Cardiocerebral resuscitation improves survival of patients with out-of-hospital cardiac arrest

Survival rates following the most common form of cardiac arrest increased three-fold when emergency medical personnel used a new form of CPR developed at The University of Arizona Sarver Heart Center. The new approach, called Cardiocerebral Resuscitation, is dramatically different from guideline-directed CPR procedures.

Because of its importance, the editors of the American Journal of Medicine chose to publish the report online in advance of the journal's April print issue.

"Cardiocerebral Resuscitation eliminates certain previously recommended procedures and reprioritizes the order of actions the emergency medical services deliver," said Michael J. Kellum, MD, leading author of the study report.

Under the new approach, first responders skipped the first steps of the standard protocol: intubating the patient for ventilation and delivering a shock using a defibrillator. While still attaching the victim to a defibrillator, they did not wait for the device to analyze the patient's heart rhythm, but started fast, forceful chest compressions.
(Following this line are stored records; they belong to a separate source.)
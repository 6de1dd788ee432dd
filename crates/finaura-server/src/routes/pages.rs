//! Page routes.
//!
//! One `GET` route per [`Route`]; every request renders the page afresh so
//! the footer year is always current. Unknown paths fall through to
//! [`not_found`].

use std::sync::Arc;

use axum::extract::State;
use axum::http::Uri;
use axum::response::Html;
use axum::routing::get;
use axum::Router;

use finaura_core::{render, Route};

use crate::error::AppError;
use crate::state::AppState;

/// Build the page router.
pub fn router() -> Router<Arc<AppState>> {
    Route::ALL.into_iter().fold(Router::new(), |router, route| {
        router.route(
            route.path(),
            get(move |State(state): State<Arc<AppState>>| async move { page(&state, route) }),
        )
    })
}

fn page(state: &AppState, route: Route) -> Html<String> {
    Html(render(route, &state.render_context()))
}

/// Fallback for every path without a handler.
pub async fn not_found(State(state): State<Arc<AppState>>, uri: Uri) -> AppError {
    AppError::NotFound {
        path: uri.path().to_owned(),
        year: state.render_context().year,
    }
}
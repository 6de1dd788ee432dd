//! HTTP route handlers for the FINAURA site.
//!
//! Routes are organized by concern:
//! - `pages`: the rendered pages and the not-found fallback
//! - `assets`: embedded logo, hero image and stylesheet, `robots.txt`, `sitemap.xml`
//! - `sys`: health check

pub mod assets;
pub mod pages;
pub mod sys;
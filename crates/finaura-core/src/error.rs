//! Error types for `finaura-core`.

use std::path::PathBuf;

/// Errors from writing the site to disk.
#[derive(Debug, thiserror::Error)]
pub enum ExportError {
    /// The output path exists and is not a directory.
    #[error("output path '{}' is not a directory", path.display())]
    NotADirectory { path: PathBuf },

    /// Creating a directory or writing a file failed.
    #[error("failed to write '{}': {source}", path.display())]
    Io {
        path: PathBuf,
        #[source]
        source: std::io::Error,
    },

    /// The export manifest could not be serialized.
    #[error("failed to serialize export manifest: {0}")]
    Manifest(#[from] serde_json::Error),
}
"Intubating the patient and waiting for the defibrillator to do its analysis takes time - time a cardiac arrest victim doesn't have," said Gordon A. Ewy, MD, director of the Sarver Heart Center and co-author of the study. "I am convinced that Cardiocerebral Resuscitation will have a world-wide impact."

"In laboratory experiments, we found that the most important factor of survival is to keep the blood moving through the body by continuous chest compressions," said Dr. Ewy, who pioneered the CPR Research Group at the Sarver Heart Center. "Stopping chest compressions for ventilations was far more harmful than helpful. Excessive ventilations during chest compression turned out to be harmful, too."

First responders applying the new protocol were able to resuscitate the majority (58 percent) of out-of-hospital witnessed cardiac arrest victims, provided they had a "shockable" initial heart rhythm. "Shockable" describes a condition in which the heart quivers rather than beats but can be shocked back into normal beat with a defibrillator. In contrast, the survival rate was only 20 percent in the 3 years before, when the standard CPR protocol was used.

The current study, which involved 125 patients, reports the experiences after the revised protocol was implemented in two Wisconsin counties in a collaboration between the CPR Research Group at the University of Arizona's Sarver Heart Center and the Mercy Health System in Wisconsin.

"We think one of the reasons that CPR as directed by international guidelines has not worked well is because it is designed for two entirely different conditions: cardiac arrest and respiratory arrest," said Dr. Ewy. "What is good for one may not be good for the other. Cardiocerebral Resuscitation is designed for cardiac arrest. Sudden unexpected collapse in an adult is almost always due to cardiac arrest. The new approach is not recommended for respiratory arrest, a much less common situation following, for example, drowning or drug overdose."

As a cause of death, out-of-hospital cardiac arrest is second only to all cancer deaths combined, taking the lives of 490,000 Americans every year. Unlike the impression created by TV shows such as "E.R.", the chance of surviving an out-of-hospital cardiac arrest is usually much less than 10 percent. In spite of periodic updates of standardized international guidelines, survival rates have remained more or less unchanged over the last couple of decades. Survival rates are better only if an automated external defibrillator (AED) is available and is used soon after the cardiac arrest.